### Prompt:
Nothing but the lines below between the line holding "self.on_input(&SecretString::new(String::new().into()))" and the line holding "the next event.", inclusive, should appear in the answer, each set down exactly.

### Dataset records ###

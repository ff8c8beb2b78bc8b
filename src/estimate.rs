//! Raw estimator results - the contract with the external scorer.
//!
//! Every field is optional: an estimator may omit values, and a result that
//! arrives as JSON may be incomplete. Normalization into a
//! [`StrengthReport`](crate::StrengthReport) happens in the analyzer.

use serde_json::Value;

const LOG2_10: f64 = std::f64::consts::LOG2_10;

/// Crack-time estimates in seconds, one per hashing-speed assumption.
#[derive(Debug, Clone, Default, PartialEq)]
pub struct CrackTimesSeconds {
    pub online_throttling_100_per_hour: Option<f64>,
    pub online_no_throttling_10_per_second: Option<f64>,
    pub offline_slow_hashing_1e4_per_second: Option<f64>,
    pub offline_fast_hashing_1e10_per_second: Option<f64>,
}

/// Estimator feedback: an optional warning and ordered suggestions.
#[derive(Debug, Clone, Default, PartialEq)]
pub struct Feedback {
    pub warning: Option<String>,
    pub suggestions: Vec<String>,
}

/// A raw estimator result.
#[derive(Debug, Clone, Default, PartialEq)]
pub struct Estimate {
    pub score: Option<i64>,
    pub entropy: Option<f64>,
    pub crack_times_seconds: CrackTimesSeconds,
    pub feedback: Feedback,
}

impl Estimate {
    /// Parses an estimator result serialized as JSON.
    ///
    /// Only syntactically invalid JSON is an error. Missing or mistyped
    /// fields are left empty and get neutral defaults on normalization.
    pub fn from_json(json: &str) -> Result<Self, serde_json::Error> {
        let value: Value = serde_json::from_str(json)?;
        Ok(Self::from_value(&value))
    }

    /// Extracts an estimate from an already-parsed JSON value.
    ///
    /// Accepts both `entropy` (bits) and `guesses_log10`; the former wins
    /// when both are present.
    pub fn from_value(value: &Value) -> Self {
        let times = &value["crack_times_seconds"];
        let feedback = &value["feedback"];

        let entropy = number(&value["entropy"])
            .or_else(|| number(&value["guesses_log10"]).map(|g| g * LOG2_10));

        Self {
            score: value["score"]
                .as_i64()
                .or_else(|| number(&value["score"]).map(|s| s.round() as i64)),
            entropy,
            crack_times_seconds: CrackTimesSeconds {
                online_throttling_100_per_hour: number(&times["online_throttling_100_per_hour"]),
                online_no_throttling_10_per_second: number(
                    &times["online_no_throttling_10_per_second"],
                ),
                offline_slow_hashing_1e4_per_second: number(
                    &times["offline_slow_hashing_1e4_per_second"],
                ),
                offline_fast_hashing_1e10_per_second: number(
                    &times["offline_fast_hashing_1e10_per_second"],
                ),
            },
            feedback: Feedback {
                warning: feedback["warning"]
                    .as_str()
                    .filter(|w| !w.trim().is_empty())
                    .map(str::to_string),
                suggestions: feedback["suggestions"]
                    .as_array()
                    .map(|items| {
                        items
                            .iter()
                            .filter_map(Value::as_str)
                            .map(str::to_string)
                            .collect()
                    })
                    .unwrap_or_default(),
            },
        }
    }
}

fn number(value: &Value) -> Option<f64> {
    value.as_f64().filter(|n| n.is_finite())
}

/// The external password-strength estimator.
///
/// Implementations must be synchronous and side-effect free from the
/// caller's point of view: one call per input, no caching expected.
pub trait Scorer {
    fn estimate(&self, password: &str) -> Estimate;
}

impl<F> Scorer for F
where
    F: Fn(&str) -> Estimate,
{
    fn estimate(&self, password: &str) -> Estimate {
        self(password)
    }
}
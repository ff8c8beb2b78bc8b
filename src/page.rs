//! Page controller - owns the latest report and the page's button states.
//!
//! The controller is the only holder of mutable state. Input events replace
//! the report wholesale; the render tick receives it by reference.

use std::path::{Path, PathBuf};
use std::time::{Duration, Instant};

use secrecy::{ExposeSecret, SecretString};
use thiserror::Error;

#[cfg(feature = "async")]
use tokio::sync::mpsc;

#[cfg(feature = "async")]
use tokio_util::sync::CancellationToken;

use crate::analyzer::{AnalyzeError, Analyzer};
use crate::estimate::Scorer;
use crate::presentation::{Presentation, VisualParameters, render_tick};
use crate::report::StrengthReport;

pub const DEFAULT_EXPORT_FILENAME: &str = "password-art.png";
pub const DEFAULT_ACK_DURATION: Duration = Duration::from_millis(1200);

pub const COPY_LABEL: &str = "Copy";
pub const COPIED_LABEL: &str = "Copied";
pub const EXPORT_LABEL: &str = "Export";
pub const SAVED_LABEL: &str = "Saved";
pub const FAILED_LABEL: &str = "Failed";

#[derive(Error, Debug)]
pub enum ClipboardError {
    #[error("Clipboard is not available")]
    Unavailable,
    #[error("Clipboard write was rejected: {0}")]
    Rejected(String),
}

#[derive(Error, Debug)]
pub enum ExportError {
    #[error("No rendering surface to export")]
    NoSurface,
    #[error("Failed to snapshot the rendering surface: {0}")]
    Snapshot(String),
    #[error("Failed to save exported image: {0}")]
    Io(#[from] std::io::Error),
}

/// Writes text to the system clipboard.
pub trait Clipboard {
    fn write_text(&self, text: &str) -> Result<(), ClipboardError>;
}

/// Serializes the rendering surface to PNG bytes.
pub trait CanvasSnapshot {
    fn to_png(&self) -> Result<Vec<u8>, ExportError>;
}

/// Receives a downloadable file.
pub trait Download {
    fn save(&self, filename: &str, bytes: &[u8]) -> Result<(), ExportError>;
}

/// Saves downloads into a fixed directory.
#[derive(Debug, Clone)]
pub struct DirectoryDownload {
    dir: PathBuf,
}

impl DirectoryDownload {
    pub fn new<P: AsRef<Path>>(dir: P) -> Self {
        Self {
            dir: dir.as_ref().to_path_buf(),
        }
    }
}

impl Download for DirectoryDownload {
    fn save(&self, filename: &str, bytes: &[u8]) -> Result<(), ExportError> {
        let path = self.dir.join(filename);
        std::fs::write(&path, bytes)?;

        #[cfg(feature = "tracing")]
        tracing::info!("Exported {} bytes to {:?}", bytes.len(), path);

        Ok(())
    }
}

/// Page settings.
#[derive(Debug, Clone)]
pub struct PageConfig {
    /// How long a copy/export acknowledgment stays on its button.
    pub ack_duration: Duration,
    pub export_filename: String,
}

impl Default for PageConfig {
    fn default() -> Self {
        Self {
            ack_duration: DEFAULT_ACK_DURATION,
            export_filename: DEFAULT_EXPORT_FILENAME.to_string(),
        }
    }
}

/// Whether the password input shows its text.
#[derive(Debug, Clone, Copy, Default, PartialEq, Eq)]
pub enum Visibility {
    #[default]
    Hidden,
    Shown,
}

impl Visibility {
    pub fn toggle(self) -> Self {
        match self {
            Visibility::Hidden => Visibility::Shown,
            Visibility::Shown => Visibility::Hidden,
        }
    }

    /// Label of the toggle button: the action it will perform.
    pub fn button_label(self) -> &'static str {
        match self {
            Visibility::Hidden => "Show",
            Visibility::Shown => "Hide",
        }
    }

    /// Input type attribute for the password field.
    pub fn input_type(self) -> &'static str {
        match self {
            Visibility::Hidden => "password",
            Visibility::Shown => "text",
        }
    }
}

/// Button label that shows an acknowledgment for a while, then reverts.
#[derive(Debug, Clone)]
pub struct TransientLabel {
    idle: &'static str,
    shown: Option<(&'static str, Instant)>,
    duration: Duration,
}

impl TransientLabel {
    pub fn new(idle: &'static str, duration: Duration) -> Self {
        Self {
            idle,
            shown: None,
            duration,
        }
    }

    /// Shows `label` from `now` until the duration elapses. A newer
    /// acknowledgment replaces an older one.
    pub fn acknowledge(&mut self, label: &'static str, now: Instant) {
        self.shown = Some((label, now));
    }

    pub fn current(&self, now: Instant) -> &'static str {
        match self.shown {
            Some((label, since)) if now.saturating_duration_since(since) < self.duration => label,
            _ => self.idle,
        }
    }

    pub fn idle(&self) -> &'static str {
        self.idle
    }
}

/// Outcome of a copy or export action, as shown on its button.
#[derive(Debug, Clone, Copy, PartialEq, Eq)]
pub enum Ack {
    Done,
    Failed,
}

pub struct PageController<S> {
    analyzer: Analyzer<S>,
    latest: Option<StrengthReport>,
    visibility: Visibility,
    copy_button: TransientLabel,
    export_button: TransientLabel,
    config: PageConfig,
}

impl<S: Scorer> PageController<S> {
    pub fn new(analyzer: Analyzer<S>, config: PageConfig) -> Self {
        Self {
            analyzer,
            latest: None,
            visibility: Visibility::default(),
            copy_button: TransientLabel::new(COPY_LABEL, config.ack_duration),
            export_button: TransientLabel::new(EXPORT_LABEL, config.ack_duration),
            config,
        }
    }

    /// Analyzes the empty password so the page has a report to show before
    /// the first keystroke.
    pub fn init(&mut self) -> Result<Presentation, AnalyzeError> {
        self.on_input(&SecretString::new(String::new().into()))
    }

    /// Handles a change of the password input.
    ///
    /// On success the new report replaces the previous one. On failure the
    /// previous report is dropped so stale results are never shown, and the
    /// controller stays usable for the next event.
    pub fn on_input(&mut self, password: &SecretString) -> Result<Presentation, AnalyzeError> {
        match self.analyzer.analyze(password) {
            Ok(report) => {
                let presentation = Presentation::from_report(&report);
                self.latest = Some(report);
                Ok(presentation)
            }
            Err(e) => {
                #[cfg(feature = "tracing")]
                tracing::warn!("Input ignored: {}", e);
                self.latest = None;
                Err(e)
            }
        }
    }

    pub fn latest(&self) -> Option<&StrengthReport> {
        self.latest.as_ref()
    }

    /// Parameters for the next frame. Without a report the neutral
    /// default is drawn.
    pub fn frame(&self, time: f64) -> VisualParameters {
        match &self.latest {
            Some(report) => render_tick(report, time),
            None => render_tick(&StrengthReport::default(), time),
        }
    }

    pub fn visibility(&self) -> Visibility {
        self.visibility
    }

    pub fn toggle_visibility(&mut self) -> Visibility {
        self.visibility = self.visibility.toggle();
        self.visibility
    }

    /// Copies the password; failures only change the button label.
    pub fn copy_password<C: Clipboard>(
        &mut self,
        clipboard: &C,
        password: &SecretString,
        now: Instant,
    ) -> Ack {
        let ack = match clipboard.write_text(password.expose_secret()) {
            Ok(()) => Ack::Done,
            Err(_e) => {
                #[cfg(feature = "tracing")]
                tracing::warn!("Copy to clipboard failed: {}", _e);
                Ack::Failed
            }
        };
        let label = match ack {
            Ack::Done => COPIED_LABEL,
            Ack::Failed => FAILED_LABEL,
        };
        self.copy_button.acknowledge(label, now);
        ack
    }

    /// Exports the rendering surface as an image download.
    pub fn export_image<C: CanvasSnapshot, D: Download>(
        &mut self,
        canvas: Option<&C>,
        download: &D,
        now: Instant,
    ) -> Ack {
        let ack = match export(canvas, download, &self.config.export_filename) {
            Ok(()) => Ack::Done,
            Err(_e) => {
                #[cfg(feature = "tracing")]
                tracing::warn!("Image export failed: {}", _e);
                Ack::Failed
            }
        };
        let label = match ack {
            Ack::Done => SAVED_LABEL,
            Ack::Failed => FAILED_LABEL,
        };
        self.export_button.acknowledge(label, now);
        ack
    }

    pub fn copy_label(&self, now: Instant) -> &'static str {
        self.copy_button.current(now)
    }

    pub fn export_label(&self, now: Instant) -> &'static str {
        self.export_button.current(now)
    }
}

fn export<C: CanvasSnapshot, D: Download>(
    canvas: Option<&C>,
    download: &D,
    filename: &str,
) -> Result<(), ExportError> {
    let canvas = canvas.ok_or(ExportError::NoSurface)?;
    let png = canvas.to_png()?;
    download.save(filename, &png)
}

/// Sends `label`, then the idle label once `duration` has passed.
///
/// Cancelling `token` (for instance on a newer click) skips the revert so a
/// stale timer cannot clobber a fresh acknowledgment.
#[cfg(feature = "async")]
pub async fn acknowledge_tx(
    label: &'static str,
    idle: &'static str,
    duration: Duration,
    token: CancellationToken,
    tx: mpsc::Sender<&'static str>,
) {
    if tx.send(label).await.is_err() {
        #[cfg(feature = "tracing")]
        tracing::error!("Failed to send acknowledgment label");
        return;
    }

    tokio::select! {
        _ = token.cancelled() => {}
        _ = tokio::time::sleep(duration) => {
            if tx.send(idle).await.is_err() {
                #[cfg(feature = "tracing")]
                tracing::error!("Failed to send idle label");
            }
        }
    }
}


#[cfg(all(test, feature = "async"))]
mod async_tests {
    use super::*;

    #[tokio::test(start_paused = true)]
    async fn test_acknowledge_tx_reverts_after_duration() {
        let (tx, mut rx) = mpsc::channel(2);
        let token = CancellationToken::new();

        let handle = tokio::spawn(acknowledge_tx(
            COPIED_LABEL,
            COPY_LABEL,
            DEFAULT_ACK_DURATION,
            token,
            tx,
        ));

        assert_eq!(rx.recv().await, Some(COPIED_LABEL));
        let start = tokio::time::Instant::now();
        assert_eq!(rx.recv().await, Some(COPY_LABEL));
        assert!(start.elapsed() >= DEFAULT_ACK_DURATION);

        handle.await.expect("task completes");
    }

    #[tokio::test(start_paused = true)]
    async fn test_acknowledge_tx_cancelled_skips_revert() {
        let (tx, mut rx) = mpsc::channel(2);
        let token = CancellationToken::new();

        let handle = tokio::spawn(acknowledge_tx(
            FAILED_LABEL,
            COPY_LABEL,
            DEFAULT_ACK_DURATION,
            token.clone(),
            tx,
        ));

        assert_eq!(rx.recv().await, Some(FAILED_LABEL));
        token.cancel();
        handle.await.expect("task completes");

        // sender dropped without sending the idle label
        assert_eq!(rx.recv().await, None);
    }
}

###

### Response box:
        self.on_input(&SecretString::new(String::new().into()))
    }

    /// Handles a change of the password input.
    ///
    /// On success the new report replaces the previous one. On failure the
    /// previous report is dropped so stale results are never shown, and the
    /// controller stays usable for the next event.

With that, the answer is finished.